Early intervention at the MCI stage can allow patients to retain and even improve their cognitive functioning [5]. In an effort to aid detection of MCI, a new generation of computerized cognitive tests has been developed. These short tests focus on screening and allow the clinician to quickly identify the possible existence of MCI [6, 7]. At the same time the potential of using virtual reality (VR) applications in MCI screening is being researched. Since VR allows the user to experience and interact with a virtual environment, it allows for a high degree of ecological validity [8] and therefore it could provide indications of possible cognitive and functional decline. As older adults often exhibit a positive attitude toward VR environments [9] and new technology in general, [10] VR-based cognitive assessment could allow for a more pleasant testing experience.
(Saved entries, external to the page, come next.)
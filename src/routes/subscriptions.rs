// ABOUTME: Subscription route handlers for enrollment and listing
// ABOUTME: Derives coverage from the monthly amount and lists active enrollments
//
// SPDX-License-Identifier: MIT OR Apache-2.0
// Copyright (c) 2025 Pierre Fitness Intelligence

use std::sync::Arc;

use axum::extract::{Path, State};
use axum::http::StatusCode;
use axum::response::{IntoResponse, Response};
use axum::routing::{get, post};
use axum::{Json, Router};
use companion_core::models::Subscription;
use serde::{Deserialize, Serialize};

use super::{parse_user_id, require, ServerResources};
use crate::auth::AuthUser;
use crate::errors::AppError;
use crate::services::subscriptions;

/// Enrollment payload
#[derive(Debug, Clone, Default, Deserialize)]
#[serde(rename_all = "camelCase")]
pub struct EnrollRequest {
    /// Enrolling user
    pub user_id: Option<String>,
    /// Monthly contribution in won
    pub monthly_amount: Option<i64>,
}

/// New enrollment
#[derive(Debug, Clone, Serialize, Deserialize)]
pub struct EnrollResponse {
    /// Always `true`
    pub success: bool,
    /// Stored subscription with derived coverage
    pub subscription: Subscription,
}

/// Active enrollments
#[derive(Debug, Clone, Serialize, Deserialize)]
pub struct SubscriptionListResponse {
    /// Always `true`
    pub success: bool,
    /// Newest first
    pub subscriptions: Vec<Subscription>,
}

/// Subscription routes implementation
pub struct SubscriptionRoutes;

impl SubscriptionRoutes {
    /// Create enrollment and listing routes
    pub fn routes(resources: Arc<ServerResources>) -> Router {
        Router::new()
            .route("/api/subscriptions", post(Self::handle_enroll))
            .route("/api/subscriptions/:user_id", get(Self::handle_list))
            .with_state(resources)
    }

    async fn handle_enroll(
        State(resources): State<Arc<ServerResources>>,
        auth: AuthUser,
        Json(request): Json<EnrollRequest>,
    ) -> Result<Response, AppError> {
        let user_id = parse_user_id(&require(request.user_id, "userId")?)?;
        let monthly_amount = require(request.monthly_amount, "monthlyAmount")?;
        auth.ensure_owner(user_id)?;

        let subscription =
            subscriptions::enroll(&resources.database, user_id, monthly_amount).await?;

        Ok((
            StatusCode::CREATED,
            Json(EnrollResponse {
                success: true,
                subscription,
            }),
        )
            .into_response())
    }

    async fn handle_list(
        State(resources): State<Arc<ServerResources>>,
        auth: AuthUser,
        Path(user_id): Path<String>,
    ) -> Result<Json<SubscriptionListResponse>, AppError> {
        let user_id = parse_user_id(&user_id)?;
        auth.ensure_owner(user_id)?;

        let subscriptions = resources.database.active_subscriptions(user_id).await?;

        Ok(Json(SubscriptionListResponse {
            success: true,
            subscriptions,
        }))
    }
}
Performance in VR applications has been shown to relate to subjective memory complaints [11] and VR applications have exhibited promising results for assessing cognitive functions [11–13]. Already studies have attempted to use VR applications featuring a shopping task as screening tools for MCI [14, 15]. The most recent study has shown promising results with a correct classification rate (CCR) of 87.30% (sensitivity: 82.35%; specificity: 95.24%) when differentiating between MCI patients and healthy older adults [15]. That study had used the same VR application (VSM), utilizing data from a single administration of the exercise by an examiner in order to differentiate between healthy older adults and MCI patients. VR elements are also being introduced to computerized cognitive tests; however, there are yet no indications of whether they will enhance the diagnostic ability of these tests [6, 16].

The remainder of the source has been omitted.